Konami Y, Yamamoto K, Osawa T, Irimura T
Department of Cancer Biology and Molecular Immunology, Faculty of Pharmaceutical Sciences, University of Tokyo, Japan.
Glycoconj J. 1995 Apr;12(2):128-34. doi: 10.1007/BF00731356.

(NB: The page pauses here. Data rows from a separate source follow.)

impl ToolsController {
    /// Controller using the real filesystem and detached tokio processes.
    pub fn new(config_manager: ConfigManager, options: ControllerOptions) -> Self {
        let metrics = Arc::new(Metrics::new());
        let spawner: SharedSpawner = Arc::new(TokioSpawner::with_metrics(metrics.clone()));
        Self::with_collaborators(config_manager, options, Arc::new(FsProbe), spawner, metrics)
    }

    /// Controller with injected probe and spawner.
    pub fn with_collaborators(
        config_manager: ConfigManager,
        options: ControllerOptions,
        probe: Arc<dyn FileProbe>,
        spawner: SharedSpawner,
        metrics: Arc<Metrics>,
    ) -> Self {
        let (trigger_tx, trigger_rx) = mpsc::unbounded_channel();
        Self {
            config_manager,
            state: StateManager::new(),
            metrics,
            resolver: QtRootResolver::new(probe.clone(), options.os),
            locator: ToolLocator::new(probe, options.os),
            spawner,
            options,
            trigger_tx,
            trigger_rx: Mutex::new(Some(trigger_rx)),
            watchers: Mutex::new(WatchHandles::default()),
        }
    }

    pub fn state(&self) -> &StateManager {
        &self.state
    }

    pub fn metrics(&self) -> &Arc<Metrics> {
        &self.metrics
    }

    pub fn config_manager(&self) -> &ConfigManager {
        &self.config_manager
    }

    pub fn workspace(&self) -> Option<&Utf8Path> {
        self.options.workspace.as_deref()
    }

    /// Queue a re-resolution.
    pub fn enqueue(&self, trigger: Trigger) {
        // Only fails once the queue has been dropped.
        let _ = self.trigger_tx.send(trigger);
    }

    /// Recompute the whole Qt environment and publish it.
    ///
    /// Reads settings, re-reads `CMakeCache.txt`, resolves the root and updates
    /// the state (last write wins). Registers file watchers when enabled.
    ///
    /// # Errors
    ///
    /// Fails only if the settings file cannot be read or parsed; a missing
    /// cache or a missing Qt installation is reported through the state.
    pub async fn update_state(&self) -> Result<AppState> {
        tracing::info!("Updating Qt state");
        let started = Instant::now();

        let mut config = self.config_manager.load_config()?;
        if let Some(dir) = &self.options.build_dir_override {
            config.cmake_build_directory = dir.to_string();
        }
        let workspace = self.workspace();

        let build_directory = config.build_directory(workspace);
        let cache_file = config.cache_file(workspace);

        let cache = match &cache_file {
            Some(file) => {
                self.metrics.record_cache_reload();
                CMakeCache::read(file).await
            }
            None => CMakeCache::default(),
        };

        let inputs = ResolveInputs {
            configured_root: config.configured_qt_dir(workspace),
            cache_hint: cache.qt_dir_hint(),
            path_var: self.path_var(),
            scan_path: config.scan_path,
        };
        let resolution = self.resolver.resolve(&inputs).await;
        self.metrics
            .record_resolution(resolution.root.is_resolved(), started.elapsed());

        let extra_search_directories = config.extra_search_dirs(workspace);
        let configured_creator = config.configured_creator(workspace);

        self.state.update(|state| {
            state.workspace = self.options.workspace.clone();
            state.build_directory = build_directory.clone();
            state.cache_file = cache_file.clone();
            state.extra_search_directories = extra_search_directories;
            state.configured_creator = configured_creator;
            state.cache_entries = cache.len();
            state.project_name = cache.project_name().map(str::to_string);
            state.qt_dir_hint = inputs.cache_hint.clone();
            state.qt_root = resolution.root.clone();
            state.root_source = Some(resolution.source);
            state.qt_family = resolution.family;
            state.update_count += 1;
        });

        tracing::info!(
            "Qt root: '{}' (source: {}), cache entries: {}",
            resolution.root,
            resolution.source,
            cache.len()
        );

        if self.options.watch {
            self.refresh_watchers(build_directory.as_deref());
        }

        Ok(self.state.snapshot())
    }

    fn path_var(&self) -> Option<String> {
        match &self.options.path_override {
            Some(value) => Some(value.clone()),
            None => std::env::var("PATH").ok(),
        }
    }

    /// Replace watch handles whose directory changed, closing the old one first.
    fn refresh_watchers(&self, build_directory: Option<&Utf8Path>) {
        let mut handles = self.watchers.lock().unwrap_or_else(PoisonError::into_inner);

        let cache_dir_changed = handles.cache.as_ref().map(FileWatcher::dir) != build_directory;
        if cache_dir_changed {
            handles.cache = None;
            if let Some(dir) = build_directory {
                handles.cache = self.start_watcher(dir, CMAKE_CACHE_FILENAME, Trigger::CacheChanged);
            }
        }

        if handles.config.is_none() {
            handles.config = self.start_watcher(
                self.config_manager.config_dir(),
                SETTINGS_FILENAME,
                Trigger::ConfigChanged,
            );
        }
    }

    fn start_watcher(&self, dir: &Utf8Path, file_name: &str, trigger: Trigger) -> Option<FileWatcher> {
        match FileWatcher::watch(dir, file_name, trigger, self.trigger_tx.clone()) {
            Ok(watcher) => Some(watcher),
            Err(e) => {
                tracing::warn!("Not watching {}: {:#}", dir.join(file_name), e);
                None
            }
        }
    }

    /// Process queued triggers until the queue is closed.
    ///
    /// Each trigger runs a full update to completion before the next one is
    /// taken. Failures are logged; the loop never stops because of them.
    /// Only the first caller gets the queue; later calls return immediately.
    pub async fn run_queue(&self) {
        let receiver = self
            .trigger_rx
            .lock()
            .unwrap_or_else(PoisonError::into_inner)
            .take();
        let Some(mut rx) = receiver else {
            tracing::warn!("Resolve queue is already running");
            return;
        };

        while let Some(trigger) = rx.recv().await {
            self.metrics.record_trigger();
            tracing::debug!("Processing trigger {:?}", trigger);
            if let Err(e) = self.update_state().await {
                tracing::error!("State update after {:?} failed: {:#}", trigger, e);
            }
        }
    }

    /// Currently resolvable path of `tool`, after a fresh update.
    pub async fn locate(&self, tool: Tool) -> Result<Option<Utf8PathBuf>> {
        let state = self.update_state().await?;
        Ok(self.executable_for(tool, &state).await)
    }

    async fn executable_for(&self, tool: Tool, state: &AppState) -> Option<Utf8PathBuf> {
        self.locator
            .executable_for(
                tool,
                state.configured_creator.as_deref(),
                &state.qt_root,
                &state.extra_search_directories,
            )
            .await
    }

    /// Resolve, validate and start `tool`, optionally opening `file`.
    ///
    /// Returns as soon as the process is started; its exit is logged and
    /// published as [`LaunchPhase::Exited`] in the background.
    ///
    /// # Errors
    ///
    /// A [`LaunchError`] (downcastable from the returned error) when the
    /// executable is missing, the file type is not supported, or spawning fails.
    pub async fn launch(&self, tool: Tool, file: Option<&Utf8Path>) -> Result<LaunchOutcome> {
        tracing::info!("Launch {} process", tool);
        self.state.set_launch_phase(tool, LaunchPhase::Resolving);

        let state = match self.update_state().await {
            Ok(state) => state,
            Err(e) => {
                tracing::warn!("Using previous state, update failed: {:#}", e);
                self.state.snapshot()
            }
        };

        let executable = self.executable_for(tool, &state).await;
        let target = match self
            .locator
            .prepare_launch(tool, executable.as_deref(), file)
            .await
        {
            Ok(target) => target,
            Err(e) => return Err(self.fail_launch(tool, e)),
        };

        self.state
            .set_launch_phase(tool, LaunchPhase::Found(target.executable.clone()));
        self.state.set_launch_phase(tool, LaunchPhase::Spawning);

        let spawned = match self.spawner.spawn(&target) {
            Ok(spawned) => spawned,
            Err(e) => return Err(self.fail_launch(tool, e)),
        };
        self.metrics.record_launch_started();

        let pid = spawned.pid;
        if spawned.exit.is_some() {
            let state = self.state.clone();
            tokio::spawn(async move {
                let code = spawned.wait().await;
                state.set_launch_phase(tool, LaunchPhase::Exited(code));
            });
        }

        Ok(LaunchOutcome { target, pid })
    }

    fn fail_launch(&self, tool: Tool, error: LaunchError) -> anyhow::Error {
        tracing::error!("Error during launching {}: {}", tool, error);
        self.metrics.record_launch_failed();
        self.state
            .set_launch_phase(tool, LaunchPhase::Failed(error.to_string()));
        anyhow::Error::new(error)
    }

    /// Write the Qt natvis file and return where it went.
    pub async fn generate_natvis(&self) -> Result<Utf8PathBuf> {
        let config = self.config_manager.load_config()?;
        let output = self
            .config_manager
            .natvis_output_path(&config, self.workspace());
        let namespace = config
            .qt_namespace
            .as_deref()
            .unwrap_or_else(|| natvis::default_namespace(self.options.os));

        natvis::generate_natvis_file(&output, namespace).await?;
        Ok(output)
    }

    /// Documentation URL for `term`, matching the detected Qt major version.
    pub fn help_url(&self, term: &str) -> String {
        docs::help_url(term, self.state.read(|s| s.qt_family))
    }
}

The complete amino acid sequence of a lactose-binding Cytisus sessilifolius anti-H(O) lectin II (CSA-II) was determined using a protein sequencer. After digestion of CSA-II with endoproteinase Lys-C or Asp-N, the resulting peptides were purified by reversed-phase high performance liquid chromatography (HPLC) and then subjected to sequence analysis. Comparison of the complete amino acid sequence of CSA-II with the sequences of other leguminous seed lectins revealed regions of extensive homology. The amino acid sequence of a putative carbohydrate-binding domain of CSA-II was found to be similar to those of several anti-H(O) leguminous lectins, especially to that of the L-fucose-binding Ulex europaeus lectin I (UEA-I).
使用蛋白质测序仪测定了一种乳糖结合型无叶豆抗H(O)凝集素II(CSA-II)的完整氨基酸序列。用内肽酶Lys-C或Asp-N消化CSA-II后,所得肽段通过反相高效液相色谱(HPLC)纯化,然后进行序列分析。将CSA-II的完整氨基酸序列与其他豆科种子凝集素的序列进行比较,发现了广泛的同源区域。CSA-II假定的碳水化合物结合结构域的氨基酸序列与几种抗H(O)豆科凝集素的序列相似,尤其与L-岩藻糖结合的欧洲荆豆凝集素I(UEA-I)的序列相似。